> [GOAL OF THE EXERCISE]:
In the following material, identify every line holding the string "DestinationSection" and return it.

((

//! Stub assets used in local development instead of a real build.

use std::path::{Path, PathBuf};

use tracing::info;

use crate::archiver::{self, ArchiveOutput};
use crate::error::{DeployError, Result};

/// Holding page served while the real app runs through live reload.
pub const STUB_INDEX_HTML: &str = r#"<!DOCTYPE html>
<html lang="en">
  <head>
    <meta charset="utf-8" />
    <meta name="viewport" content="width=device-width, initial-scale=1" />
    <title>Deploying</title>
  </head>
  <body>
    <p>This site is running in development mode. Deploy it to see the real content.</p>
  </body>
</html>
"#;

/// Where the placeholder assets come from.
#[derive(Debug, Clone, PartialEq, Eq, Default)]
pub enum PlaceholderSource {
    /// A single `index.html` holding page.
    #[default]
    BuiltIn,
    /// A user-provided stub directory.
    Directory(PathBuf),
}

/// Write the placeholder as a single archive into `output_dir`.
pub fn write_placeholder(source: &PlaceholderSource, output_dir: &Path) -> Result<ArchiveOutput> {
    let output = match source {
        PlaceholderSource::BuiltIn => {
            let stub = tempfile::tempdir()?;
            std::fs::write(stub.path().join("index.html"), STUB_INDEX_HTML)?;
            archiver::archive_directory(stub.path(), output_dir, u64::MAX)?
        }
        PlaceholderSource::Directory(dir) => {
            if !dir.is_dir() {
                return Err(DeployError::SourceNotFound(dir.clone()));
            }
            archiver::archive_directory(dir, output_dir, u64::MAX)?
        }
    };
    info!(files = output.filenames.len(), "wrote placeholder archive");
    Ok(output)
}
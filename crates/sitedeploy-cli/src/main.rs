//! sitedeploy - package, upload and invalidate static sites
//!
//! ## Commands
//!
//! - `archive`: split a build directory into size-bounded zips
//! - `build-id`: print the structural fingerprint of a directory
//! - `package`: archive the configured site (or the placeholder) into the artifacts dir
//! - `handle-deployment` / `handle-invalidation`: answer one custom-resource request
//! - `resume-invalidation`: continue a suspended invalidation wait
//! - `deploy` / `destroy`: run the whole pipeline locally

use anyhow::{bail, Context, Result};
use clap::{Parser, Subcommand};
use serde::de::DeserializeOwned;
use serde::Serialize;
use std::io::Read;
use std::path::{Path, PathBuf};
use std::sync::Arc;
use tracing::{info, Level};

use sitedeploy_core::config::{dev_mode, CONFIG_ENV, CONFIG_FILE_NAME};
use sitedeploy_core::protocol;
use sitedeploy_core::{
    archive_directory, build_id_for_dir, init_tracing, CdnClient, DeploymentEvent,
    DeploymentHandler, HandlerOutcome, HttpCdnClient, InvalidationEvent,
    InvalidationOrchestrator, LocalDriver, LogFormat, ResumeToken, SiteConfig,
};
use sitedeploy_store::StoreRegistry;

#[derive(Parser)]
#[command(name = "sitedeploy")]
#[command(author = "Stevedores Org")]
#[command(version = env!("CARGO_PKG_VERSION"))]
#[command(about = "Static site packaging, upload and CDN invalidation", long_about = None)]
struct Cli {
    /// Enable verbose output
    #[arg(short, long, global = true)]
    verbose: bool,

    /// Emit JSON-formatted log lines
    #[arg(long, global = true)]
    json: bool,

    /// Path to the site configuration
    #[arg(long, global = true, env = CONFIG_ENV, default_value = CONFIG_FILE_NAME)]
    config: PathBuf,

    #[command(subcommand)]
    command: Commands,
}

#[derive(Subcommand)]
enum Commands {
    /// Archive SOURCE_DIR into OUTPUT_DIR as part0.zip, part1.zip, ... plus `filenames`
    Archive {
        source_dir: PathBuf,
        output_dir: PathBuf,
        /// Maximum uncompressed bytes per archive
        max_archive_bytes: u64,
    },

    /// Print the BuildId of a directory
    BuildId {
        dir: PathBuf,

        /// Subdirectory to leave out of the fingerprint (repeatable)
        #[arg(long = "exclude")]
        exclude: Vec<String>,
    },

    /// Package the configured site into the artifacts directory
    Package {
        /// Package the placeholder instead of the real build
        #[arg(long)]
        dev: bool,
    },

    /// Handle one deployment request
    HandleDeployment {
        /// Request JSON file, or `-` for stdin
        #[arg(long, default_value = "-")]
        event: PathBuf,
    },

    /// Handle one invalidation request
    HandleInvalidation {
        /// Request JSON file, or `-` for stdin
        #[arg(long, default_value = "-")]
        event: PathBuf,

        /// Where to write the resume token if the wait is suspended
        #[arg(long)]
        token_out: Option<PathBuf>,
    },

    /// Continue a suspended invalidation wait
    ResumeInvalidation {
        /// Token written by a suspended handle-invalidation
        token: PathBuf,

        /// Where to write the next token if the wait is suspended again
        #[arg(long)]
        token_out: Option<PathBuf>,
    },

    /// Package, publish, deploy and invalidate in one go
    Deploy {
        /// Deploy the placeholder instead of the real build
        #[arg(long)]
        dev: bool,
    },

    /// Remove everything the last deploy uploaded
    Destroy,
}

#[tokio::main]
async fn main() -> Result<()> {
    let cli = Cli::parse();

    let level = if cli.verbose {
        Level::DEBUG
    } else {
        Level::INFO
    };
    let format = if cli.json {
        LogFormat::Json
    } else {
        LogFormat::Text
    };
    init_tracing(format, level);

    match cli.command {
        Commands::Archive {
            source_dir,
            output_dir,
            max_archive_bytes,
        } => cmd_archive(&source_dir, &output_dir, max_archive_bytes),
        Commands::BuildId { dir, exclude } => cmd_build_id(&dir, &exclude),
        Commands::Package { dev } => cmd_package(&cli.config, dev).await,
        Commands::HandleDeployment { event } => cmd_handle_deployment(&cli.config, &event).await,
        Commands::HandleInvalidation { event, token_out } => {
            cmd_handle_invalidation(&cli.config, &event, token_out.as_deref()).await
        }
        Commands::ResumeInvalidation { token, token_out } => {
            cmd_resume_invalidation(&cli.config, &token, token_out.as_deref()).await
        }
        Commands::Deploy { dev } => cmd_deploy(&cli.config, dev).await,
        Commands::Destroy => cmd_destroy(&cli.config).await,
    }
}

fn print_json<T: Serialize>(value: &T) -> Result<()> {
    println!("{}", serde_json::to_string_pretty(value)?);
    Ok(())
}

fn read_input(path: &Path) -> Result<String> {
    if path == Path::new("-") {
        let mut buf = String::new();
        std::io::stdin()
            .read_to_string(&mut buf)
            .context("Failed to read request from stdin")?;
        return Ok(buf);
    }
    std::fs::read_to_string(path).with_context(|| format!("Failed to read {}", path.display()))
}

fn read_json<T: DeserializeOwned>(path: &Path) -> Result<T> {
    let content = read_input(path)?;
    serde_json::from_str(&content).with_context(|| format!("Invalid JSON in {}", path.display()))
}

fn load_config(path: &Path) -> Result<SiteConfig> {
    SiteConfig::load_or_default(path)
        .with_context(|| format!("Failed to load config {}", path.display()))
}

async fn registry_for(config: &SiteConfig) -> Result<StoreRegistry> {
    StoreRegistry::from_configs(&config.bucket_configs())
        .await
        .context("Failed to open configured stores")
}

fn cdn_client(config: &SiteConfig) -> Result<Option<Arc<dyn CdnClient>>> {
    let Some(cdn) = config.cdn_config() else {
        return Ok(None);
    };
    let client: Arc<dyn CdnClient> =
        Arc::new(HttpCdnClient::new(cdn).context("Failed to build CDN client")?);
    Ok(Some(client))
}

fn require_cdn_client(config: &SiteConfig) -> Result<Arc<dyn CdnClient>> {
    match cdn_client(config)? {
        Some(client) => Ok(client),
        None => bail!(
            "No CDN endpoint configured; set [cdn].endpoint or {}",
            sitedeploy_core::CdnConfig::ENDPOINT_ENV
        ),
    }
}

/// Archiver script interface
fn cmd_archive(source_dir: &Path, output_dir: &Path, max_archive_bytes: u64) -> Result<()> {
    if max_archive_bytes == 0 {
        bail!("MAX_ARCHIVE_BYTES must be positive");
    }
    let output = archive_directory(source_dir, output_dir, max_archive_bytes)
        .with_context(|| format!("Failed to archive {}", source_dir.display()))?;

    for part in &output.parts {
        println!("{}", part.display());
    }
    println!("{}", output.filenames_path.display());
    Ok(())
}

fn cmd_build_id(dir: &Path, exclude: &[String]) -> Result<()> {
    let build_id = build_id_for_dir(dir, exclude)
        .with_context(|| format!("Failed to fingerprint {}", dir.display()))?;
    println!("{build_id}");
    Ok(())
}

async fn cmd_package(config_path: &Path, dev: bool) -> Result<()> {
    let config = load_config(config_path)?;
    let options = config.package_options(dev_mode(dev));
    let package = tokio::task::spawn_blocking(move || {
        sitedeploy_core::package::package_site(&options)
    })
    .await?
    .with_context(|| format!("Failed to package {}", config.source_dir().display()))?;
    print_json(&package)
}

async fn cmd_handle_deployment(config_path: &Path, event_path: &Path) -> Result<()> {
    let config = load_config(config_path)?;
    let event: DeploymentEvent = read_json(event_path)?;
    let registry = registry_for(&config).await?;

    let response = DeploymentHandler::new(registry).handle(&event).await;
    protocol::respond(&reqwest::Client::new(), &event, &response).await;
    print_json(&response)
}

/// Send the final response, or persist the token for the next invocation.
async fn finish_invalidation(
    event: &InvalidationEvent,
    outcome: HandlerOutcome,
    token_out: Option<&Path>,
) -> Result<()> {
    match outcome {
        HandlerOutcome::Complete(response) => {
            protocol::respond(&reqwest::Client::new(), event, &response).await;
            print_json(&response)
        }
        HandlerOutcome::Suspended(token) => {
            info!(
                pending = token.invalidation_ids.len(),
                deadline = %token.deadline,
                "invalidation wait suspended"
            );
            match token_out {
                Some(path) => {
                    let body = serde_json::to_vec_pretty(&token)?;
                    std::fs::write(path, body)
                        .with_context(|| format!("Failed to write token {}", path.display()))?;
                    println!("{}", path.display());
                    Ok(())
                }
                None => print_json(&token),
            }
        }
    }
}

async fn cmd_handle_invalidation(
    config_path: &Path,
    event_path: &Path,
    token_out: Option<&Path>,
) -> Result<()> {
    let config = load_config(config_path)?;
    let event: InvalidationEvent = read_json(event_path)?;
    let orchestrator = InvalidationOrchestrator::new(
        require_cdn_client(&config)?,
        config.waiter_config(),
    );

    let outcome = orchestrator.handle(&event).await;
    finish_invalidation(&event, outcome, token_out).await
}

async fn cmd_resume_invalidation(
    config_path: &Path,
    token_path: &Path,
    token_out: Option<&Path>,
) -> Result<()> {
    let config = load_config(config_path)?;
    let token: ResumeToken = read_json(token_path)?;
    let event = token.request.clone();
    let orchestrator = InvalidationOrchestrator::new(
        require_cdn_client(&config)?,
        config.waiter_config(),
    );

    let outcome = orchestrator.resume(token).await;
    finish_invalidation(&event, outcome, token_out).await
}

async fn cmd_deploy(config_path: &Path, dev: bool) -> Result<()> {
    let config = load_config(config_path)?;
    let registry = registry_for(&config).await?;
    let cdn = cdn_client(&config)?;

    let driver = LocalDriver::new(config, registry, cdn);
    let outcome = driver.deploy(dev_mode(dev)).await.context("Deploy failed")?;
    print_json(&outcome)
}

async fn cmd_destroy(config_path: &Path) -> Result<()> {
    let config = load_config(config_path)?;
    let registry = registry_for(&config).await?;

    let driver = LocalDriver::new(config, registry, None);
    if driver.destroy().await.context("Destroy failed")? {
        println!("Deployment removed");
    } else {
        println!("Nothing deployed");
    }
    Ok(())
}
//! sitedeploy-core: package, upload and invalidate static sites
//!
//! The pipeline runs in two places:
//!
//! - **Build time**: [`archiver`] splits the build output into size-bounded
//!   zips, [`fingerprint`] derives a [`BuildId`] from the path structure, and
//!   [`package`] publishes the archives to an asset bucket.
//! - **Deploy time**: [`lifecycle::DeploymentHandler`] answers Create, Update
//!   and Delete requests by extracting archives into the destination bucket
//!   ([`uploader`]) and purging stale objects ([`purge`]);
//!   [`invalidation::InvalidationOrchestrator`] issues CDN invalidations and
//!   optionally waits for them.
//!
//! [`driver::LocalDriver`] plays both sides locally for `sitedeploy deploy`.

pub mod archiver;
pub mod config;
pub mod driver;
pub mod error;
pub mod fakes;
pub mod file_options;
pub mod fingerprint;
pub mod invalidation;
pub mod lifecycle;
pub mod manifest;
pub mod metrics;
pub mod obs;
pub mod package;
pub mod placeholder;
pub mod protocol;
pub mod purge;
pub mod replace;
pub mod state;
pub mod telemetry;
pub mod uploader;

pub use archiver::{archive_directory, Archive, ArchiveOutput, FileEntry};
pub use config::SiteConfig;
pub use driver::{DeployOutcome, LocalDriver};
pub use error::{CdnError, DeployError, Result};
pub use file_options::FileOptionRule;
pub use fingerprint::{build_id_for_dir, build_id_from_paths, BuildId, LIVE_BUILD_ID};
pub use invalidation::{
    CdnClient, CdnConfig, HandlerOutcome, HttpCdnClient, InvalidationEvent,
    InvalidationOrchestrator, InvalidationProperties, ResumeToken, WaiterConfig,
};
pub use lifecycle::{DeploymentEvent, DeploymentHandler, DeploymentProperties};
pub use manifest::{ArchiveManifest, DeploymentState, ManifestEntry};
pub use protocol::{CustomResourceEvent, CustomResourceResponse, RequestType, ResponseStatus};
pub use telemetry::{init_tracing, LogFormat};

))
((

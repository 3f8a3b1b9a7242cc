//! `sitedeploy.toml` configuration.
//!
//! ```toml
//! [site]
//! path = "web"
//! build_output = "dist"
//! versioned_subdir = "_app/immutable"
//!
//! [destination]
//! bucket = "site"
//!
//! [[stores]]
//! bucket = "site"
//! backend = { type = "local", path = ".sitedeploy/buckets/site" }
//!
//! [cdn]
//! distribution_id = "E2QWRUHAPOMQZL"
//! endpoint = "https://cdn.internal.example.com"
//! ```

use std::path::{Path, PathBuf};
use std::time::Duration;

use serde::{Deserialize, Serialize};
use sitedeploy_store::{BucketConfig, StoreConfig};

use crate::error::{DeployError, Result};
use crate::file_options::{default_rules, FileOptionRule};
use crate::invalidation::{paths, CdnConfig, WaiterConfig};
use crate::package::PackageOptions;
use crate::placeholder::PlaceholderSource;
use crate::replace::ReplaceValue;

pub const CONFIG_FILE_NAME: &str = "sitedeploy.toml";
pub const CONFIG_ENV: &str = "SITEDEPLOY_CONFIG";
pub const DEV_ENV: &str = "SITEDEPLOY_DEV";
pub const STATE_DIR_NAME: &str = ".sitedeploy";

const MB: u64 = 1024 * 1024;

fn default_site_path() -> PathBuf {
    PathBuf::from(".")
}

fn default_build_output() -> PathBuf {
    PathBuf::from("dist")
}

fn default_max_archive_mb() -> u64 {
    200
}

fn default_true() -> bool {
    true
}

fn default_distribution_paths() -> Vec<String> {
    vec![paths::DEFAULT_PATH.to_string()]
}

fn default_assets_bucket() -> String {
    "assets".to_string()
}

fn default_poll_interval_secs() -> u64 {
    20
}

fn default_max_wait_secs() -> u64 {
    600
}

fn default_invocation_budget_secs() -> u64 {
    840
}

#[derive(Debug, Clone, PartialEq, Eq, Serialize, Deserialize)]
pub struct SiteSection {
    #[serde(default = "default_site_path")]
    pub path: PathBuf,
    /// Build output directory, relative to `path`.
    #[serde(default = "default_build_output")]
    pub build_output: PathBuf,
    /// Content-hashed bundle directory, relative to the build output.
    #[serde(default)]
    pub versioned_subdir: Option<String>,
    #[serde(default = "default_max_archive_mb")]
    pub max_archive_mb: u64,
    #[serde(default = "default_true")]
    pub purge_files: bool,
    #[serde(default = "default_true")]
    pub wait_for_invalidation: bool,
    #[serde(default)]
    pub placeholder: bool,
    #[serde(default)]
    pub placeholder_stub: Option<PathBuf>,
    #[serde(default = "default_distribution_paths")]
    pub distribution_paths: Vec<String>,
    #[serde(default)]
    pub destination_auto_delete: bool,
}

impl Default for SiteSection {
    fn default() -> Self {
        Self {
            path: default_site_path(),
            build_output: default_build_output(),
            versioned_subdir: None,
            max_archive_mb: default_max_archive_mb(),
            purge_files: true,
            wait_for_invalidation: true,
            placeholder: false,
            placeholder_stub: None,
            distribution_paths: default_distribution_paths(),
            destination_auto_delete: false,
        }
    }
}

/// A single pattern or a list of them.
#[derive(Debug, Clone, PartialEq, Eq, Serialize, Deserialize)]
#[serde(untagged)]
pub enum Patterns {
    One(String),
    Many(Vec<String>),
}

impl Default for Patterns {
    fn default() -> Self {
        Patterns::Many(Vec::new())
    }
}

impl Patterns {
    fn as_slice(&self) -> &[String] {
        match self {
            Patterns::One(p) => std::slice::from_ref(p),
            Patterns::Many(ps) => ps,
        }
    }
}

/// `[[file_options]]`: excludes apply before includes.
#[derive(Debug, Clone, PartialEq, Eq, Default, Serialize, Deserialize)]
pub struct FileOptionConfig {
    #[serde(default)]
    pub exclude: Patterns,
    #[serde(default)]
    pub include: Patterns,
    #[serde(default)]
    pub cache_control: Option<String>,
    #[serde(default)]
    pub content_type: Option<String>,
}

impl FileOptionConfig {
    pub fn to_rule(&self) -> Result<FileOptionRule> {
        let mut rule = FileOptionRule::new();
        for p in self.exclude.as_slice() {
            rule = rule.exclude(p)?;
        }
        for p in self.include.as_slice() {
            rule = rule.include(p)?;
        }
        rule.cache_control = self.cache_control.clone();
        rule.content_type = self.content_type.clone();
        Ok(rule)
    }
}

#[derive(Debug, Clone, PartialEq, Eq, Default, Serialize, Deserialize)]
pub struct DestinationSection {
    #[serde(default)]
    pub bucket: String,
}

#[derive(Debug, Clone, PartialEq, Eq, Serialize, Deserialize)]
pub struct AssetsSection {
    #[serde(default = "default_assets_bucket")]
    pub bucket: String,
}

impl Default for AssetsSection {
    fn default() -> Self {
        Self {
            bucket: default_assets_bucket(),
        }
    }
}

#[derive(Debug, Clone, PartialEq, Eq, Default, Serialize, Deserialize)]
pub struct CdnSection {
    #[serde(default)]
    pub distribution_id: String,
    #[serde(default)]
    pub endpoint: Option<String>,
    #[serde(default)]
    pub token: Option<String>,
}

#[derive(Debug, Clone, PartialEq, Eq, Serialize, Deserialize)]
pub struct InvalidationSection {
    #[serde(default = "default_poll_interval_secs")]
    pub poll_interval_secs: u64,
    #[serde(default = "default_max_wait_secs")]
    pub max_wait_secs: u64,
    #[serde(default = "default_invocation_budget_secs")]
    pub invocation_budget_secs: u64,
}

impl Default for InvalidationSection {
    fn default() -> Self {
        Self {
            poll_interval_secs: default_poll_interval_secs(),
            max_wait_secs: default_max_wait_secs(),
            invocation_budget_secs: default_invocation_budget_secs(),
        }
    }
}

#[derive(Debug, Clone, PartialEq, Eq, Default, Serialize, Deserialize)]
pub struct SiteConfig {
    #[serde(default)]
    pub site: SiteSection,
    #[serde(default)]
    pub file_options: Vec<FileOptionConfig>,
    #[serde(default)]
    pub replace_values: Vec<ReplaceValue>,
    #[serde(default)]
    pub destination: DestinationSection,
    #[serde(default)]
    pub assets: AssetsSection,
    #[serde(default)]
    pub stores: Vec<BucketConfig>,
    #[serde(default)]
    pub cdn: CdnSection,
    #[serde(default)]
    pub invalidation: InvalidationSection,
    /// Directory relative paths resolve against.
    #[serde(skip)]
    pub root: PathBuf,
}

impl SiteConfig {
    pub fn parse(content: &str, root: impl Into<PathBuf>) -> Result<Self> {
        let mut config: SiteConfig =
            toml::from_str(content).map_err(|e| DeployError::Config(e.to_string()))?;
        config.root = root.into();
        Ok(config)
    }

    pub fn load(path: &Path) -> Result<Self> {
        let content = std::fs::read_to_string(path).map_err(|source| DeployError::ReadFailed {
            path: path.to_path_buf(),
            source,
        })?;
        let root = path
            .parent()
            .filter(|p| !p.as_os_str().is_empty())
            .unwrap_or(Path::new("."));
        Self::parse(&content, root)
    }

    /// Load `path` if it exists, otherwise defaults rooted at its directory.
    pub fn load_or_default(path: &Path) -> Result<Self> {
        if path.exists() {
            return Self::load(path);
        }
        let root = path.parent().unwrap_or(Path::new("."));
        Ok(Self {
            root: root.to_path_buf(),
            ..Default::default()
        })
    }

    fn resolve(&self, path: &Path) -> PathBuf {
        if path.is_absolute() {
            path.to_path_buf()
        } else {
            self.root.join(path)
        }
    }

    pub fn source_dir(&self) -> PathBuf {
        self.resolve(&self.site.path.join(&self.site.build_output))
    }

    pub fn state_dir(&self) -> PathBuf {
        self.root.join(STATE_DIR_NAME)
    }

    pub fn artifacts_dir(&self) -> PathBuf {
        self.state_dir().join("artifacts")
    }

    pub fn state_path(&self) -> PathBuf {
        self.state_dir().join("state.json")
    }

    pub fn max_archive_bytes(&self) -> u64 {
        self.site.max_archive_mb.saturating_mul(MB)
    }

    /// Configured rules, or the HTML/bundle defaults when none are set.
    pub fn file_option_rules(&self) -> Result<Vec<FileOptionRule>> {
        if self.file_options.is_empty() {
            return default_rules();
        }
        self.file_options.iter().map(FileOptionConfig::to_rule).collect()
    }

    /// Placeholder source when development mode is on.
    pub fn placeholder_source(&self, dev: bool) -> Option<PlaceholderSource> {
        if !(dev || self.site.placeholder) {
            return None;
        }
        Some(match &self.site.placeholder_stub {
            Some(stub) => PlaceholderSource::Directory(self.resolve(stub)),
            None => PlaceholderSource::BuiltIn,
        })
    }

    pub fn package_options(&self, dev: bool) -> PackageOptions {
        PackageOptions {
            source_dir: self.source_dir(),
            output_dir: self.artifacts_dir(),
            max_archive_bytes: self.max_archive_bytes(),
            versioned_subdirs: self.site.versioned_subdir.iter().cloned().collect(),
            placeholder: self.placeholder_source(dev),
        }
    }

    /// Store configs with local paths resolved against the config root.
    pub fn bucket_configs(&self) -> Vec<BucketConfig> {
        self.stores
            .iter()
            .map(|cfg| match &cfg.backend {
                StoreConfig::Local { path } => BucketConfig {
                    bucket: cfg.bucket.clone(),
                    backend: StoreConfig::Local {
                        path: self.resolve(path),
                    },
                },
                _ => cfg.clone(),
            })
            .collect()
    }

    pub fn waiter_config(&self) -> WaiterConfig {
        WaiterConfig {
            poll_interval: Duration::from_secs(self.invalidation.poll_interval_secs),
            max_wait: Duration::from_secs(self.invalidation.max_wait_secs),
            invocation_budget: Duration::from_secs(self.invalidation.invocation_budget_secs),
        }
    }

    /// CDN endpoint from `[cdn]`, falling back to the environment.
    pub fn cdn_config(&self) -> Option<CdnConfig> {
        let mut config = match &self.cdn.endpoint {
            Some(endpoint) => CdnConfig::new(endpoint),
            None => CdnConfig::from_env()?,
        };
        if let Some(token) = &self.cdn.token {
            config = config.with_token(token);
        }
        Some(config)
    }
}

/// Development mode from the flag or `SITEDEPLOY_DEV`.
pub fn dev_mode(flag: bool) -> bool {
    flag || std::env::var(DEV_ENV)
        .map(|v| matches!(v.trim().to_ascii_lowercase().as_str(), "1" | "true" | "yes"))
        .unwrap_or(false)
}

))

> [RESULT OF THE EXERCISE]:
pub struct DestinationSection {
    pub destination: DestinationSection,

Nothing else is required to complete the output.